Revenue: AbbVie experienced another year of financial success, seeing their net revenues at $28.2 billion, up around 10.1%, not including their favorable impacted from foreign exchange. This is heavily attributed to 2017 global Humira sales, which were $18.4 billion, reflecting operational growth of 14.4%. This drug remains the market leader across the large range of therapeutic indications, reflecting its strong position with physicians and strong commercial execution. It is expected to see steady gains up until 2023, which is when its patent expires. Global Imbruvica revenues were also up to $708 million in the most recent quarter, seeing a 39% growth compared with the same period a year ago. Its 2017 sales were $2.6 billion, which was driven by continued uptake in the CLL market. With new drugs entering their pipeline every year, there is no indication that this growth in global sales will taper any time within the next few years.
Research & Development: R&D expenses in 2017 increased from the prior year, primarily due to increased funding to support the company's emerging mid- and late-stage pipeline assets as well as an increase in development milestones of $63 million. These were partially offset by a decrease in acquisition costs of $135 million. As AbbVie increases their partnership with other companies to develop more advanced drugs in their pipeline, they look to increase their R&D to provide more advanced work while their partner, such as the recent collaboration with Voyager Therapeutics, will handle the development of the potential drugs through proof-of-concept. Their pipeline currently includes more than 60 compounds or indications in clinical development, and 30 of them are in mid-and late-stage development.

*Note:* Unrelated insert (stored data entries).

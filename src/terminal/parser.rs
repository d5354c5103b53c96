use serde::Serialize;

use super::tokenizer::tokenize_detailed;

/// One submitted command line, split into a lower-cased command name and its
/// arguments.
#[derive(Debug, Clone, PartialEq, Eq, Serialize)]
pub struct ParsedCommand {
    pub original: String,
    pub tokens: Vec<String>,
    pub command: String,
    pub args: Vec<String>,
    pub error: Option<String>,
}

impl ParsedCommand {
    pub fn is_empty(&self) -> bool { self.command.is_empty() }
}

pub fn parse_command(line: &str) -> ParsedCommand {
    let tokenized = tokenize_detailed(line);
    let tokens = tokenized.tokens;
    let command = tokens.first().map(|t| t.to_lowercase()).unwrap_or_default();
    let args = tokens.iter().skip(1).cloned().collect();

    let error = if tokens.is_empty() {
        Some("No command entered".to_string())
    } else {
        tokenized.unterminated.map(|q| format!("Unterminated quote ({q})"))
    };

    ParsedCommand {
        original: line.to_string(),
        tokens,
        command,
        args,
        error,
    }
}

#[cfg(test)]
mod tests {
    use pretty_assertions::assert_eq;

    use super::*;

    #[test]
    fn command_is_lowercased_args_verbatim() {
        let parsed = parse_command(r#"Roll "2D6+1" Extra"#);
        assert_eq!(parsed.command, "roll");
        assert_eq!(parsed.args, vec!["2D6+1", "Extra"]);
        assert_eq!(parsed.tokens.len(), 3);
        assert_eq!(parsed.original, r#"Roll "2D6+1" Extra"#);
        assert_eq!(parsed.error, None);
    }

    #[test]
    fn empty_line_reports_error() {
        let parsed = parse_command("   ");
        assert!(parsed.is_empty());
        assert!(parsed.args.is_empty());
        assert_eq!(parsed.error.as_deref(), Some("No command entered"));
    }

    #[test]
    fn unterminated_quote_still_parses() {
        let parsed = parse_command("announcement 'hello there");
        assert_eq!(parsed.command, "announcement");
        assert_eq!(parsed.args, vec!["hello there"]);
        assert_eq!(parsed.error.as_deref(), Some("Unterminated quote (')"));
    }
}
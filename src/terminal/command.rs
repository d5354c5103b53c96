use serde::Serialize;
use serde_json::Value;
use strum::{Display, EnumIter};

use super::context::CommandContext;

#[derive(
    Debug, Clone, Copy, PartialEq, Eq, PartialOrd, Ord, Hash, Serialize, Display, EnumIter
)]
pub enum Category {
    General,
    Dice,
    Window,
    Party,
    Admin,
    Debug,
}

#[derive(Debug, Clone, PartialEq, Eq)]
pub struct ArgSpec {
    pub name: &'static str,
    pub description: &'static str,
    pub required: bool,
}

impl ArgSpec {
    pub const fn required(name: &'static str, description: &'static str) -> Self {
        Self { name, description, required: true }
    }

    pub const fn optional(name: &'static str, description: &'static str) -> Self {
        Self { name, description, required: false }
    }
}

/// Static description of a command: how it is invoked and documented.
#[derive(Debug, Clone, PartialEq, Eq)]
pub struct CommandSpec {
    pub name: &'static str,
    pub aliases: &'static [&'static str],
    pub description: &'static str,
    pub usage: &'static str,
    pub args: Vec<ArgSpec>,
    pub category: Category,
}

impl CommandSpec {
    pub fn required_args(&self) -> impl Iterator<Item = &ArgSpec> {
        self.args.iter().filter(|a| a.required)
    }
}

/// Result of running a command line.
#[derive(Debug, Clone, PartialEq, Serialize)]
#[serde(tag = "type", content = "value", rename_all = "snake_case")]
pub enum CommandOutput {
    Empty,
    Text(String),
    Lines(Vec<String>),
    /// Output the caller renders specially, such as a dice animation.
    Structured { kind: String, content: Value },
}

impl CommandOutput {
    pub fn text(s: impl Into<String>) -> Self { CommandOutput::Text(s.into()) }

    pub fn structured(kind: impl Into<String>, content: Value) -> Self {
        CommandOutput::Structured { kind: kind.into(), content }
    }

    /// Plain-text rendering, one entry per output line.
    pub fn to_lines(&self) -> Vec<String> {
        match self {
            CommandOutput::Empty => Vec::new(),
            CommandOutput::Text(text) => text.lines().map(str::to_string).collect(),
            CommandOutput::Lines(lines) => lines.clone(),
            CommandOutput::Structured { content, .. } => match content.get("text") {
                Some(Value::String(text)) => vec![text.clone()],
                _ if content.is_null() => Vec::new(),
                _ => vec![content.to_string()],
            },
        }
    }

    pub fn is_empty(&self) -> bool { matches!(self, CommandOutput::Empty) }
}

pub trait Command: Send + Sync {
    fn spec(&self) -> &CommandSpec;

    fn execute(&self, args: &[String], ctx: &mut CommandContext<'_>)
    -> anyhow::Result<CommandOutput>;

    fn help(&self) -> Vec<String> { render_help(self.spec()) }
}

pub fn render_help(spec: &CommandSpec) -> Vec<String> {
    let mut lines = vec![
        format!("{} - {}", spec.name, spec.description),
        format!("Usage: {}", spec.usage),
    ];
    if !spec.aliases.is_empty() {
        lines.push(format!("Aliases: {}", spec.aliases.join(", ")));
    }
    if !spec.args.is_empty() {
        lines.push("Arguments:".to_string());
        for arg in &spec.args {
            let (open, close, label) =
                if arg.required { ('<', '>', "required") } else { ('[', ']', "optional") };
            lines.push(format!(
                "  {open}{}{close} ({label}) - {}",
                arg.name, arg.description
            ));
        }
    }
    lines
}

/// Reply used when a command needs a capability the caller did not provide.
pub fn missing_capability(name: &str) -> CommandOutput {
    CommandOutput::text(format!("This command needs the '{name}' capability, which is not available here."))
}

#[cfg(test)]
mod tests {
    use pretty_assertions::assert_eq;
    use serde_json::json;

    use super::*;

    fn spec() -> CommandSpec {
        CommandSpec {
            name: "party",
            aliases: &["p"],
            description: "Manage parties",
            usage: "party <subcommand> [value]",
            args: vec![
                ArgSpec::required("subcommand", "What to do"),
                ArgSpec::optional("value", "Code or name"),
            ],
            category: Category::Party,
        }
    }

    #[test]
    fn help_lists_aliases_and_argument_requirements() {
        assert_eq!(
            render_help(&spec()),
            vec![
                "party - Manage parties",
                "Usage: party <subcommand> [value]",
                "Aliases: p",
                "Arguments:",
                "  <subcommand> (required) - What to do",
                "  [value] (optional) - Code or name",
            ]
        );
        assert_eq!(spec().required_args().count(), 1);
    }

    #[test]
    fn output_lines() {
        assert!(CommandOutput::Empty.to_lines().is_empty());
        assert_eq!(CommandOutput::text("a\nb").to_lines(), vec!["a", "b"]);
        assert_eq!(
            CommandOutput::structured("dice", json!({ "text": "Rolled 7" })).to_lines(),
            vec!["Rolled 7"]
        );
        assert!(CommandOutput::structured("clear", Value::Null).to_lines().is_empty());
    }
}
pub mod node;
pub mod session_drafts;
pub mod window_type;
pub mod workspace;

pub use node::{IdAllocator, Node, NodeId, SplitNode, WindowLeaf, clamp_ratio};
pub use session_drafts::SessionDrafts;
pub use window_type::WindowType;
pub use workspace::{Workspace, WorkspaceSnapshot, WorkspaceStore};
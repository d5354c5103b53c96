use std::collections::BTreeMap;
use std::sync::Arc;
use std::sync::atomic::{AtomicBool, AtomicUsize, Ordering};

use dashmap::DashMap;
use serde_json::Value;

use super::{Bucket, Record, Storage, StorageError, StorageResult};

#[derive(Debug, Default)]
struct Inner {
    buckets: DashMap<Bucket, BTreeMap<u64, Value>>,
    unavailable: AtomicBool,
    puts: AtomicUsize,
}

/// In-process storage. Cloning shares the same buckets.
#[derive(Clone, Default, Debug)]
pub struct MemoryStorage(Arc<Inner>);

impl MemoryStorage {
    pub fn new() -> Self { Self::default() }

    /// Makes every subsequent call fail with [`StorageError::Unavailable`].
    pub fn set_unavailable(&self, unavailable: bool) {
        self.0.unavailable.store(unavailable, Ordering::SeqCst);
    }

    /// Number of successful `put` calls so far.
    pub fn put_count(&self) -> usize { self.0.puts.load(Ordering::SeqCst) }

    fn check(&self) -> StorageResult<()> {
        if self.0.unavailable.load(Ordering::SeqCst) {
            return Err(StorageError::Unavailable);
        }
        Ok(())
    }
}

impl Storage for MemoryStorage {
    async fn put(&self, bucket: Bucket, record: Record) -> StorageResult<()> {
        self.check()?;
        self.0.buckets.entry(bucket).or_default().insert(record.id, record.data);
        self.0.puts.fetch_add(1, Ordering::SeqCst);
        Ok(())
    }

    async fn get(&self, bucket: Bucket, id: u64) -> StorageResult<Option<Record>> {
        self.check()?;
        Ok(self
            .0
            .buckets
            .get(&bucket)
            .and_then(|records| records.get(&id).cloned())
            .map(|data| Record::new(id, data)))
    }

    async fn get_all(&self, bucket: Bucket) -> StorageResult<Vec<Record>> {
        self.check()?;
        Ok(self
            .0
            .buckets
            .get(&bucket)
            .map(|records| {
                records.iter().map(|(id, data)| Record::new(*id, data.clone())).collect()
            })
            .unwrap_or_default())
    }

    async fn delete(&self, bucket: Bucket, id: u64) -> StorageResult<()> {
        self.check()?;
        if let Some(mut records) = self.0.buckets.get_mut(&bucket) {
            records.remove(&id);
        }
        Ok(())
    }

    async fn clear(&self, bucket: Bucket) -> StorageResult<()> {
        self.check()?;
        self.0.buckets.remove(&bucket);
        Ok(())
    }
}

#[cfg(test)]
mod tests {
    use pretty_assertions::assert_eq;
    use serde_json::json;

    use super::*;

    #[tokio::test]
    async fn put_get_delete() {
        let storage = MemoryStorage::new();
        storage.put(Bucket::Terminal, Record::new(7, json!({ "history": ["ls"] }))).await.unwrap();

        let record = storage.get(Bucket::Terminal, 7).await.unwrap().unwrap();
        assert_eq!(record.data["history"][0], "ls");
        assert!(storage.get(Bucket::Explorer, 7).await.unwrap().is_none());

        storage.delete(Bucket::Terminal, 7).await.unwrap();
        assert!(storage.get(Bucket::Terminal, 7).await.unwrap().is_none());
        storage.delete(Bucket::Terminal, 7).await.unwrap();
    }

    #[tokio::test]
    async fn get_all_is_ordered_and_clear_empties() {
        let storage = MemoryStorage::new();
        for id in [3, 1, 2] {
            storage.put(Bucket::Workspaces, Record::new(id, json!(id))).await.unwrap();
        }
        let ids: Vec<_> = storage
            .get_all(Bucket::Workspaces)
            .await
            .unwrap()
            .into_iter()
            .map(|r| r.id)
            .collect();
        assert_eq!(ids, vec![1, 2, 3]);
        assert_eq!(storage.put_count(), 3);

        storage.clear(Bucket::Workspaces).await.unwrap();
        assert!(storage.get_all(Bucket::Workspaces).await.unwrap().is_empty());
    }

    #[tokio::test]
    async fn unavailable_storage_fails_every_call() {
        let storage = MemoryStorage::new();
        storage.set_unavailable(true);
        assert!(matches!(
            storage.put(Bucket::Chat, Record::new(1, json!({}))).await,
            Err(StorageError::Unavailable)
        ));
        assert!(storage.get_all(Bucket::Chat).await.is_err());

        storage.set_unavailable(false);
        assert!(storage.get_all(Bucket::Chat).await.unwrap().is_empty());
    }
}
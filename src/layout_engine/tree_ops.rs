//! Copy-on-write mutators for window trees.
//!
//! Every function takes the current root and returns a new one. Subtrees that
//! an operation does not touch are shared with the input through their `Arc`,
//! so only the path from the root to the changed node is reallocated. A target
//! id that does not exist leaves the tree unchanged.

use std::sync::Arc;

use super::Orientation;
use crate::model::{Node, NodeId, SplitNode, WindowLeaf, clamp_ratio, node::DEFAULT_SPLIT_RATIO};

#[derive(Debug, Clone, Copy, PartialEq, Eq)]
pub enum Side {
    First,
    Second,
}

/// One split on the way from the root to a leaf, and which child the walk
/// continued into.
#[derive(Debug, Clone, Copy)]
pub struct PathStep<'a> {
    pub split: &'a SplitNode,
    pub side: Side,
}

/// Rebuilds the leaf matching `target` with `f`, returning `None` when no leaf
/// in `node` matched.
fn rebuild_leaf(
    node: &Arc<Node>,
    target: NodeId,
    f: &mut dyn FnMut(&WindowLeaf) -> Node,
) -> Option<Arc<Node>> {
    match &**node {
        Node::Window(leaf) if leaf.id == target => Some(Arc::new(f(leaf))),
        Node::Window(_) => None,
        Node::Split(split) => {
            if let Some(first) = rebuild_leaf(&split.first, target, f) {
                return Some(Arc::new(Node::Split(SplitNode { first, ..split.clone() })));
            }
            let second = rebuild_leaf(&split.second, target, f)?;
            Some(Arc::new(Node::Split(SplitNode { second, ..split.clone() })))
        }
    }
}

pub fn split_node_by_id(
    root: &Arc<Node>,
    target: NodeId,
    direction: Orientation,
    new_leaf: WindowLeaf,
    split_id: NodeId,
) -> Arc<Node> {
    let mut new_leaf = Some(new_leaf);
    let mut wrap = |leaf: &WindowLeaf| match new_leaf.take() {
        Some(second) => Node::split(
            split_id,
            direction,
            Node::Window(leaf.clone()),
            Node::Window(second),
            DEFAULT_SPLIT_RATIO,
        ),
        None => Node::Window(leaf.clone()),
    };
    rebuild_leaf(root, target, &mut wrap).unwrap_or_else(|| Arc::clone(root))
}

/// Removes the leaf `target`, collapsing its parent split into the sibling.
///
/// Returns `None` only when the root itself was the target, meaning the tree
/// is now empty.
pub fn remove_node_by_id(root: &Arc<Node>, target: NodeId) -> Option<Arc<Node>> {
    match &**root {
        Node::Window(leaf) if leaf.id == target => None,
        _ => Some(remove_below(root, target).unwrap_or_else(|| Arc::clone(root))),
    }
}

fn remove_below(node: &Arc<Node>, target: NodeId) -> Option<Arc<Node>> {
    let Node::Split(split) = &**node else { return None };
    if is_leaf_with_id(&split.first, target) {
        return Some(Arc::clone(&split.second));
    }
    if is_leaf_with_id(&split.second, target) {
        return Some(Arc::clone(&split.first));
    }
    if let Some(first) = remove_below(&split.first, target) {
        return Some(Arc::new(Node::Split(SplitNode { first, ..split.clone() })));
    }
    let second = remove_below(&split.second, target)?;
    Some(Arc::new(Node::Split(SplitNode { second, ..split.clone() })))
}

fn is_leaf_with_id(node: &Node, id: NodeId) -> bool {
    matches!(node, Node::Window(leaf) if leaf.id == id)
}

/// Depth-first lookup restricted to leaves; split ids never match.
pub fn find_node_by_id(root: &Node, target: NodeId) -> Option<&WindowLeaf> {
    match root {
        Node::Window(leaf) => (leaf.id == target).then_some(leaf),
        Node::Split(split) => find_node_by_id(&split.first, target)
            .or_else(|| find_node_by_id(&split.second, target)),
    }
}

pub fn find_all_window_ids(root: Option<&Node>) -> Vec<NodeId> {
    let mut ids = Vec::new();
    if let Some(root) = root {
        collect_ids(root, &mut ids);
    }
    ids
}

fn collect_ids(node: &Node, out: &mut Vec<NodeId>) {
    match node {
        Node::Window(leaf) => out.push(leaf.id),
        Node::Split(split) => {
            collect_ids(&split.first, out);
            collect_ids(&split.second, out);
        }
    }
}

pub fn first_leaf(node: &Node) -> &WindowLeaf {
    match node {
        Node::Window(leaf) => leaf,
        Node::Split(split) => first_leaf(&split.first),
    }
}

/// Sets the ratio of the split whose own id is `split_id`, clamped to the
/// allowed range.
pub fn update_split_ratio(root: &Arc<Node>, split_id: NodeId, ratio: f64) -> Arc<Node> {
    update_split(root, split_id, &mut |_: f64| clamp_ratio(ratio)).unwrap_or_else(|| Arc::clone(root))
}

/// Rewrites a split's ratio through `f`; the result is clamped.
pub(crate) fn update_split(
    node: &Arc<Node>,
    split_id: NodeId,
    f: &mut dyn FnMut(f64) -> f64,
) -> Option<Arc<Node>> {
    let Node::Split(split) = &**node else { return None };
    if split.id == split_id {
        return Some(Arc::new(Node::Split(SplitNode {
            split_ratio: clamp_ratio(f(split.split_ratio)),
            ..split.clone()
        })));
    }
    if let Some(first) = update_split(&split.first, split_id, f) {
        return Some(Arc::new(Node::Split(SplitNode { first, ..split.clone() })));
    }
    let second = update_split(&split.second, split_id, f)?;
    Some(Arc::new(Node::Split(SplitNode { second, ..split.clone() })))
}

/// For a leaf that is a direct child of a split, the first leaf of the other
/// child.
pub fn find_sibling_window_id(root: &Node, target: NodeId) -> Option<NodeId> {
    let Node::Split(split) = root else { return None };
    if is_leaf_with_id(&split.first, target) {
        return Some(first_leaf(&split.second).id);
    }
    if is_leaf_with_id(&split.second, target) {
        return Some(first_leaf(&split.first).id);
    }
    find_sibling_window_id(&split.first, target)
        .or_else(|| find_sibling_window_id(&split.second, target))
}

/// Replaces the leaf `target` with whatever `f` builds from it. The id is kept
/// by convention of the callers; this function does not enforce it.
pub fn update_leaf(
    root: &Arc<Node>,
    target: NodeId,
    f: impl FnOnce(&WindowLeaf) -> WindowLeaf,
) -> Arc<Node> {
    let mut f = Some(f);
    let mut apply = |leaf: &WindowLeaf| match f.take() {
        Some(f) => Node::Window(f(leaf)),
        None => Node::Window(leaf.clone()),
    };
    rebuild_leaf(root, target, &mut apply).unwrap_or_else(|| Arc::clone(root))
}

/// Splits from the root down to the leaf `target`, outermost first.
pub fn path_to(root: &Node, target: NodeId) -> Option<Vec<PathStep<'_>>> {
    let mut path = Vec::new();
    walk_path(root, target, &mut path).then_some(path)
}

fn walk_path<'a>(node: &'a Node, target: NodeId, path: &mut Vec<PathStep<'a>>) -> bool {
    match node {
        Node::Window(leaf) => leaf.id == target,
        Node::Split(split) => {
            for (child, side) in [(&split.first, Side::First), (&split.second, Side::Second)] {
                path.push(PathStep { split, side });
                if walk_path(child, target, path) {
                    return true;
                }
                path.pop();
            }
            false
        }
    }
}

#[cfg(test)]
mod tests {
    use super::*;
    use crate::model::WindowType;

    fn id(raw: u64) -> NodeId { NodeId::new(raw) }

    fn leaf(raw: u64) -> Node { Node::leaf(id(raw), WindowType::Terminal) }

    fn new_leaf(raw: u64) -> WindowLeaf { WindowLeaf::new(id(raw), WindowType::Editor) }

    fn ids(root: &Node) -> Vec<u64> {
        find_all_window_ids(Some(root)).into_iter().map(NodeId::get).collect()
    }

    /// split(h, 1, split(v, 2, 3))
    fn sample() -> Arc<Node> {
        Arc::new(Node::split(
            id(10),
            Orientation::Horizontal,
            leaf(1),
            Node::split(id(11), Orientation::Vertical, leaf(2), leaf(3), 0.5),
            0.5,
        ))
    }

    mod split {
        use super::*;

        #[test]
        fn splits_single_leaf() {
            let root = Arc::new(leaf(1));
            let out = split_node_by_id(&root, id(1), Orientation::Vertical, new_leaf(2), id(5));
            let Node::Split(split) = &*out else { panic!("expected split") };
            pretty_assertions::assert_eq!(split.id, id(5));
            pretty_assertions::assert_eq!(split.direction, Orientation::Vertical);
            pretty_assertions::assert_eq!(split.split_ratio, 0.5);
            pretty_assertions::assert_eq!(split.first.id(), id(1));
            pretty_assertions::assert_eq!(split.second.id(), id(2));
        }

        #[test]
        fn splits_nested_leaf_and_shares_untouched_subtree() {
            let root = sample();
            let out = split_node_by_id(&root, id(3), Orientation::Horizontal, new_leaf(4), id(12));
            pretty_assertions::assert_eq!(ids(&out), vec![1, 2, 3, 4]);

            let (Node::Split(before), Node::Split(after)) = (&*root, &*out) else {
                panic!("expected splits")
            };
            assert!(Arc::ptr_eq(&before.first, &after.first));
        }

        #[test]
        fn missing_target_returns_same_tree() {
            let root = sample();
            let out = split_node_by_id(&root, id(99), Orientation::Horizontal, new_leaf(4), id(12));
            assert!(Arc::ptr_eq(&root, &out));
        }

        #[test]
        fn split_ids_are_not_split_targets() {
            let root = sample();
            let out = split_node_by_id(&root, id(11), Orientation::Horizontal, new_leaf(4), id(12));
            assert!(Arc::ptr_eq(&root, &out));
        }
    }

    mod remove {
        use super::*;

        #[test]
        fn removing_root_leaf_empties_tree() {
            assert!(remove_node_by_id(&Arc::new(leaf(1)), id(1)).is_none());
        }

        #[test]
        fn removing_direct_child_returns_sibling() {
            let root = Arc::new(Node::split(id(10), Orientation::Horizontal, leaf(1), leaf(2), 0.5));
            let out = remove_node_by_id(&root, id(1)).unwrap();
            pretty_assertions::assert_eq!(*out, leaf(2));
        }

        #[test]
        fn removing_nested_leaf_collapses_parent() {
            let root = sample();
            let out = remove_node_by_id(&root, id(2)).unwrap();
            let Node::Split(split) = &*out else { panic!("expected split") };
            pretty_assertions::assert_eq!(split.id, id(10));
            pretty_assertions::assert_eq!(*split.second, leaf(3));
        }

        #[test]
        fn removing_missing_leaf_is_noop() {
            let root = sample();
            let out = remove_node_by_id(&root, id(99)).unwrap();
            assert!(Arc::ptr_eq(&root, &out));
        }
    }

    mod lookup {
        use super::*;

        #[test]
        fn find_node_only_matches_leaves() {
            let root = sample();
            pretty_assertions::assert_eq!(find_node_by_id(&root, id(3)).map(|l| l.id), Some(id(3)));
            assert!(find_node_by_id(&root, id(11)).is_none());
        }

        #[test]
        fn window_ids_are_pre_order() {
            pretty_assertions::assert_eq!(ids(&sample()), vec![1, 2, 3]);
            assert!(find_all_window_ids(None).is_empty());
        }

        #[test]
        fn sibling_is_first_leaf_of_other_child() {
            let root = sample();
            pretty_assertions::assert_eq!(find_sibling_window_id(&root, id(1)), Some(id(2)));
            pretty_assertions::assert_eq!(find_sibling_window_id(&root, id(3)), Some(id(2)));
            pretty_assertions::assert_eq!(find_sibling_window_id(&root, id(2)), Some(id(3)));
            pretty_assertions::assert_eq!(find_sibling_window_id(&leaf(1), id(1)), None);
        }

        #[test]
        fn path_to_records_sides() {
            let root = sample();
            let path = path_to(&root, id(3)).unwrap();
            let steps: Vec<_> = path.iter().map(|s| (s.split.id.get(), s.side)).collect();
            pretty_assertions::assert_eq!(steps, vec![(10, Side::Second), (11, Side::Second)]);
            assert!(path_to(&root, id(99)).is_none());
            assert!(path_to(&leaf(1), id(1)).unwrap().is_empty());
        }
    }

    mod ratio {
        use super::*;

        #[test]
        fn update_split_ratio_clamps_and_copies() {
            let root = sample();
            let out = update_split_ratio(&root, id(11), 0.95);
            let Node::Split(outer) = &*out else { panic!("expected split") };
            let Node::Split(inner) = &*outer.second else { panic!("expected split") };
            pretty_assertions::assert_eq!(inner.split_ratio, 0.9);

            let Node::Split(original) = &*root else { panic!("expected split") };
            let Node::Split(original_inner) = &*original.second else { panic!("expected split") };
            pretty_assertions::assert_eq!(original_inner.split_ratio, 0.5);
        }

        #[test]
        fn update_split_ratio_ignores_leaf_ids() {
            let root = sample();
            assert!(Arc::ptr_eq(&root, &update_split_ratio(&root, id(1), 0.3)));
        }
    }

    #[test]
    fn update_leaf_replaces_content() {
        let root = sample();
        let out = update_leaf(&root, id(2), |leaf| WindowLeaf::new(leaf.id, WindowType::Dice));
        pretty_assertions::assert_eq!(find_node_by_id(&out, id(2)).unwrap().window_type, WindowType::Dice);
        pretty_assertions::assert_eq!(find_node_by_id(&root, id(2)).unwrap().window_type, WindowType::Terminal);
    }
}
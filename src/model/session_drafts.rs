use std::sync::Arc;

use dashmap::DashMap;
use serde_json::Value;

use crate::model::NodeId;

/// Unsaved per-window drafts that live only for the current session.
///
/// Drafts are keyed by the leaf that owns them and never persisted. Cloning
/// shares the underlying map.
#[derive(Clone, Default, Debug)]
pub struct SessionDrafts(Arc<DashMap<NodeId, Value>>);

impl SessionDrafts {
    pub fn new() -> Self { Self::default() }

    pub fn insert(&self, id: NodeId, draft: Value) { self.0.insert(id, draft); }

    pub fn get(&self, id: NodeId) -> Option<Value> { self.0.get(&id).map(|entry| entry.clone()) }

    pub fn remove(&self, id: NodeId) -> Option<Value> { self.0.remove(&id).map(|(_, draft)| draft) }

    /// Exchanges the drafts of two windows. A window without a draft hands an
    /// absence over to the other side.
    pub fn swap(&self, a: NodeId, b: NodeId) {
        if a == b {
            return;
        }
        let draft_a = self.remove(a);
        let draft_b = self.remove(b);
        if let Some(draft) = draft_a {
            self.insert(b, draft);
        }
        if let Some(draft) = draft_b {
            self.insert(a, draft);
        }
    }

    pub fn len(&self) -> usize { self.0.len() }

    pub fn is_empty(&self) -> bool { self.0.is_empty() }
}

#[cfg(test)]
mod tests {
    use serde_json::json;

    use super::*;

    #[test]
    fn test_session_drafts_insert_get_remove() {
        let drafts = SessionDrafts::new();
        let id = NodeId::new(1);
        drafts.insert(id, json!("draft"));
        assert_eq!(drafts.get(id), Some(json!("draft")));
        assert_eq!(drafts.remove(id), Some(json!("draft")));
        assert!(drafts.get(id).is_none());
        assert!(drafts.is_empty());
    }

    #[test]
    fn test_session_drafts_swap_moves_both_sides() {
        let drafts = SessionDrafts::new();
        let (a, b) = (NodeId::new(1), NodeId::new(2));
        drafts.insert(a, json!("a"));
        drafts.insert(b, json!("b"));
        drafts.swap(a, b);
        assert_eq!(drafts.get(a), Some(json!("b")));
        assert_eq!(drafts.get(b), Some(json!("a")));
    }

    #[test]
    fn test_session_drafts_swap_with_missing_side() {
        let drafts = SessionDrafts::new();
        let (a, b) = (NodeId::new(1), NodeId::new(2));
        drafts.insert(a, json!("only"));
        drafts.swap(a, b);
        assert!(drafts.get(a).is_none());
        assert_eq!(drafts.get(b), Some(json!("only")));
        assert_eq!(drafts.len(), 1);
    }

    #[test]
    fn test_session_drafts_clones_share_state() {
        let drafts = SessionDrafts::new();
        let other = drafts.clone();
        other.insert(NodeId::new(3), json!(3));
        assert_eq!(drafts.get(NodeId::new(3)), Some(json!(3)));
    }
}
// ABOUTME: Domain services: the agent turn loop and chat orchestration
// ABOUTME: Route handlers stay thin by delegating to these functions
//
// SPDX-License-Identifier: MIT OR Apache-2.0
// Copyright (c) 2025 Async-IO.org

//! Domain services for the chat pipeline

/// One agent turn: tool loop and invocation records
pub mod agent;

/// The chat orchestration pipeline
pub mod chat_orchestration;

pub use agent::{run_agent_turn, AgentTurnResult, ToolInvocation};
pub use chat_orchestration::{process_chat_message, ChatOutcome};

Operating Margins: One of the main goals of the organization is to drive continued expansion of operating margins and expects to achieve this through continued leverage from revenue growth, the reduction of Humira royalty expenses, productivity initiatives in their supply chain, and continued efficiency programs to optimize manufacturing and general corporate expenses. Management is forecasting an operating margin of approximately 44% for 2018, roughly 150 basis points higher than 2017, inclusive of the incremental investments for AbbVie's upcoming product launches.
SG&A: Management expects SG&A to be just over 20% of sales. In 2018, they will be investing in order to maximize their sales potential of products launching in the next two years. This includes incremental spending related to the launch of elagolix and endometriosis. They are also going to be investing in immunology and oncology and hope to see launches in 2019. Although they have all these investments, we anticipate SG&A to decline as a percentage of sales due to their rapidly growing topline.